* _Work instructions_
Produce all the records again exactly as they stand.

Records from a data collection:
● ● ● ● ● ● ●

//! Debounced preview recomposition guarded by a monotonically increasing token.

use std::time::{Duration, Instant};

use crate::bridge::{BridgeResult, PreviewImage};

pub const DEFAULT_PREVIEW_DEBOUNCE: Duration = Duration::from_millis(180);

#[derive(Debug, Clone, PartialEq, Eq)]
pub enum PreviewStatus {
    Idle,
    Pending,
    InFlight { token: u64 },
    Ready(PreviewImage),
    /// Recomposition failed; the last good image (if any) stays on screen.
    Failed {
        message: String,
        last_image: Option<PreviewImage>,
    },
}

#[derive(Debug, Clone, Copy, PartialEq, Eq)]
pub struct PreviewTicket {
    pub token: u64,
}

#[derive(Debug, Clone)]
pub struct PreviewScheduler {
    debounce: Duration,
    deadline: Option<Instant>,
    latest_token: u64,
    last_image: Option<PreviewImage>,
    status: PreviewStatus,
}

impl Default for PreviewScheduler {
    fn default() -> Self {
        Self::new(DEFAULT_PREVIEW_DEBOUNCE)
    }
}

impl PreviewScheduler {
    pub fn new(debounce: Duration) -> Self {
        Self {
            debounce,
            deadline: None,
            latest_token: 0,
            last_image: None,
            status: PreviewStatus::Idle,
        }
    }

    pub fn status(&self) -> &PreviewStatus {
        &self.status
    }

    pub fn last_image(&self) -> Option<&PreviewImage> {
        self.last_image.as_ref()
    }

    pub fn latest_token(&self) -> u64 {
        self.latest_token
    }

    pub fn deadline(&self) -> Option<Instant> {
        self.deadline
    }

    /// (Re)arms the debounce window; every new change pushes the deadline out.
    pub fn request(&mut self, now: Instant) {
        self.deadline = Some(now + self.debounce);
        if !matches!(self.status, PreviewStatus::InFlight { .. }) {
            self.status = PreviewStatus::Pending;
        }
    }

    /// Issues a ticket once the debounce window has elapsed.
    pub fn poll(&mut self, now: Instant) -> Option<PreviewTicket> {
        let deadline = self.deadline?;
        if now < deadline {
            return None;
        }
        self.deadline = None;
        self.latest_token = self.latest_token.saturating_add(1);
        self.status = PreviewStatus::InFlight {
            token: self.latest_token,
        };
        Some(PreviewTicket {
            token: self.latest_token,
        })
    }

    /// Applies a response. Responses for tokens older than the latest issued are dropped.
    pub fn finish(&mut self, token: u64, result: BridgeResult<PreviewImage>) -> bool {
        if token < self.latest_token {
            tracing::debug!(token, latest = self.latest_token, "discarding stale preview");
            return false;
        }
        let still_pending = self.deadline.is_some();
        match result {
            Ok(image) => {
                self.last_image = Some(image.clone());
                self.status = if still_pending {
                    PreviewStatus::Pending
                } else {
                    PreviewStatus::Ready(image)
                };
            }
            Err(err) => {
                tracing::warn!(token, %err, "preview recomposition failed");
                self.status = PreviewStatus::Failed {
                    message: err.to_string(),
                    last_image: self.last_image.clone(),
                };
            }
        }
        true
    }

    /// Drops pending work and invalidates any response still in flight.
    pub fn reset(&mut self) {
        self.deadline = None;
        self.latest_token = self.latest_token.saturating_add(1);
        self.last_image = None;
        self.status = PreviewStatus::Idle;
    }

    pub fn set_image(&mut self, image: PreviewImage) {
        self.last_image = Some(image.clone());
        self.status = PreviewStatus::Ready(image);
    }
}

#[cfg(test)]
mod tests {
    use super::*;
    use crate::bridge::BridgeError;

    fn image(url: &str) -> PreviewImage {
        PreviewImage {
            url: url.to_string(),
        }
    }

    #[test]
    fn poll_waits_for_debounce_and_rearms_on_new_requests() {
        let start = Instant::now();
        let mut scheduler = PreviewScheduler::default();
        scheduler.request(start);
        assert_eq!(scheduler.poll(start + Duration::from_millis(100)), None);

        scheduler.request(start + Duration::from_millis(100));
        assert_eq!(scheduler.poll(start + Duration::from_millis(200)), None);

        let ticket = scheduler
            .poll(start + Duration::from_millis(280))
            .expect("debounce elapsed");
        assert_eq!(ticket.token, 1);
        assert_eq!(scheduler.poll(start + Duration::from_millis(500)), None);
    }

    #[test]
    fn stale_responses_are_discarded() {
        let start = Instant::now();
        let mut scheduler = PreviewScheduler::default();
        scheduler.request(start);
        let first = scheduler.poll(start + DEFAULT_PREVIEW_DEBOUNCE).expect("ticket");
        scheduler.request(start + DEFAULT_PREVIEW_DEBOUNCE);
        let second = scheduler
            .poll(start + DEFAULT_PREVIEW_DEBOUNCE * 2)
            .expect("ticket");

        assert!(scheduler.finish(second.token, Ok(image("new"))));
        assert!(!scheduler.finish(first.token, Ok(image("old"))));
        assert_eq!(scheduler.status(), &PreviewStatus::Ready(image("new")));
    }

    #[test]
    fn failure_keeps_previous_image_visible() {
        let start = Instant::now();
        let mut scheduler = PreviewScheduler::default();
        scheduler.set_image(image("good"));
        scheduler.request(start);
        let ticket = scheduler.poll(start + DEFAULT_PREVIEW_DEBOUNCE).expect("ticket");

        scheduler.finish(
            ticket.token,
            Err(BridgeError::Rejected {
                operation: "render_preview",
                message: "timeout".to_string(),
            }),
        );
        match scheduler.status() {
            PreviewStatus::Failed {
                message,
                last_image,
            } => {
                assert!(message.contains("timeout"));
                assert_eq!(last_image.as_ref(), Some(&image("good")));
            }
            other => panic!("unexpected status {other:?}"),
        }
        assert_eq!(scheduler.last_image(), Some(&image("good")));
    }

    #[test]
    fn reset_invalidates_in_flight_tokens() {
        let start = Instant::now();
        let mut scheduler = PreviewScheduler::default();
        scheduler.request(start);
        let ticket = scheduler.poll(start + DEFAULT_PREVIEW_DEBOUNCE).expect("ticket");
        scheduler.reset();
        assert!(!scheduler.finish(ticket.token, Ok(image("late"))));
        assert_eq!(scheduler.status(), &PreviewStatus::Idle);
    }
}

● ● ● ● ● ● ●

* _Solution_
//! Debounced preview recomposition guarded by a monotonically increasing token.

use std::time::{Duration, Instant};

use crate::bridge::{BridgeResult, PreviewImage};

pub const DEFAULT_PREVIEW_DEBOUNCE: Duration = Duration::from_millis(180);

#[derive(Debug, Clone, PartialEq, Eq)]
pub enum PreviewStatus {
    Idle,
    Pending,
    InFlight { token: u64 },
    Ready(PreviewImage),
    /// Recomposition failed; the last good image (if any) stays on screen.
    Failed {
        message: String,
        last_image: Option<PreviewImage>,
    },
}

#[derive(Debug, Clone, Copy, PartialEq, Eq)]
pub struct PreviewTicket {
    pub token: u64,
}

#[derive(Debug, Clone)]
pub struct PreviewScheduler {
    debounce: Duration,
    deadline: Option<Instant>,
    latest_token: u64,
    last_image: Option<PreviewImage>,
    status: PreviewStatus,
}

impl Default for PreviewScheduler {
    fn default() -> Self {
        Self::new(DEFAULT_PREVIEW_DEBOUNCE)
    }
}

impl PreviewScheduler {
    pub fn new(debounce: Duration) -> Self {
        Self {
            debounce,
            deadline: None,
            latest_token: 0,
            last_image: None,
            status: PreviewStatus::Idle,
        }
    }

    pub fn status(&self) -> &PreviewStatus {
        &self.status
    }

    pub fn last_image(&self) -> Option<&PreviewImage> {
        self.last_image.as_ref()
    }

    pub fn latest_token(&self) -> u64 {
        self.latest_token
    }

    pub fn deadline(&self) -> Option<Instant> {
        self.deadline
    }

    /// (Re)arms the debounce window; every new change pushes the deadline out.
    pub fn request(&mut self, now: Instant) {
        self.deadline = Some(now + self.debounce);
        if !matches!(self.status, PreviewStatus::InFlight { .. }) {
            self.status = PreviewStatus::Pending;
        }
    }

    /// Issues a ticket once the debounce window has elapsed.
    pub fn poll(&mut self, now: Instant) -> Option<PreviewTicket> {
        let deadline = self.deadline?;
        if now < deadline {
            return None;
        }
        self.deadline = None;
        self.latest_token = self.latest_token.saturating_add(1);
        self.status = PreviewStatus::InFlight {
            token: self.latest_token,
        };
        Some(PreviewTicket {
            token: self.latest_token,
        })
    }

    /// Applies a response. Responses for tokens older than the latest issued are dropped.
    pub fn finish(&mut self, token: u64, result: BridgeResult<PreviewImage>) -> bool {
        if token < self.latest_token {
            tracing::debug!(token, latest = self.latest_token, "discarding stale preview");
            return false;
        }
        let still_pending = self.deadline.is_some();
        match result {
            Ok(image) => {
                self.last_image = Some(image.clone());
                self.status = if still_pending {
                    PreviewStatus::Pending
                } else {
                    PreviewStatus::Ready(image)
                };
            }
            Err(err) => {
                tracing::warn!(token, %err, "preview recomposition failed");
                self.status = PreviewStatus::Failed {
                    message: err.to_string(),
                    last_image: self.last_image.clone(),
                };
            }
        }
        true
    }

    /// Drops pending work and invalidates any response still in flight.
    pub fn reset(&mut self) {
        self.deadline = None;
        self.latest_token = self.latest_token.saturating_add(1);
        self.last_image = None;
        self.status = PreviewStatus::Idle;
    }

    pub fn set_image(&mut self, image: PreviewImage) {
        self.last_image = Some(image.clone());
        self.status = PreviewStatus::Ready(image);
    }
}

#[cfg(test)]
mod tests {
    use super::*;
    use crate::bridge::BridgeError;

    fn image(url: &str) -> PreviewImage {
        PreviewImage {
            url: url.to_string(),
        }
    }

    #[test]
    fn poll_waits_for_debounce_and_rearms_on_new_requests() {
        let start = Instant::now();
        let mut scheduler = PreviewScheduler::default();
        scheduler.request(start);
        assert_eq!(scheduler.poll(start + Duration::from_millis(100)), None);

        scheduler.request(start + Duration::from_millis(100));
        assert_eq!(scheduler.poll(start + Duration::from_millis(200)), None);

        let ticket = scheduler
            .poll(start + Duration::from_millis(280))
            .expect("debounce elapsed");
        assert_eq!(ticket.token, 1);
        assert_eq!(scheduler.poll(start + Duration::from_millis(500)), None);
    }

    #[test]
    fn stale_responses_are_discarded() {
        let start = Instant::now();
        let mut scheduler = PreviewScheduler::default();
        scheduler.request(start);
        let first = scheduler.poll(start + DEFAULT_PREVIEW_DEBOUNCE).expect("ticket");
        scheduler.request(start + DEFAULT_PREVIEW_DEBOUNCE);
        let second = scheduler
            .poll(start + DEFAULT_PREVIEW_DEBOUNCE * 2)
            .expect("ticket");

        assert!(scheduler.finish(second.token, Ok(image("new"))));
        assert!(!scheduler.finish(first.token, Ok(image("old"))));
        assert_eq!(scheduler.status(), &PreviewStatus::Ready(image("new")));
    }

    #[test]
    fn failure_keeps_previous_image_visible() {
        let start = Instant::now();
        let mut scheduler = PreviewScheduler::default();
        scheduler.set_image(image("good"));
        scheduler.request(start);
        let ticket = scheduler.poll(start + DEFAULT_PREVIEW_DEBOUNCE).expect("ticket");

        scheduler.finish(
            ticket.token,
            Err(BridgeError::Rejected {
                operation: "render_preview",
                message: "timeout".to_string(),
            }),
        );
        match scheduler.status() {
            PreviewStatus::Failed {
                message,
                last_image,
            } => {
                assert!(message.contains("timeout"));
                assert_eq!(last_image.as_ref(), Some(&image("good")));
            }
            other => panic!("unexpected status {other:?}"),
        }
        assert_eq!(scheduler.last_image(), Some(&image("good")));
    }

    #[test]
    fn reset_invalidates_in_flight_tokens() {
        let start = Instant::now();
        let mut scheduler = PreviewScheduler::default();
        scheduler.request(start);
        let ticket = scheduler.poll(start + DEFAULT_PREVIEW_DEBOUNCE).expect("ticket");
        scheduler.reset();
        assert!(!scheduler.finish(ticket.token, Ok(image("late"))));
        assert_eq!(scheduler.status(), &PreviewStatus::Idle);
    }
}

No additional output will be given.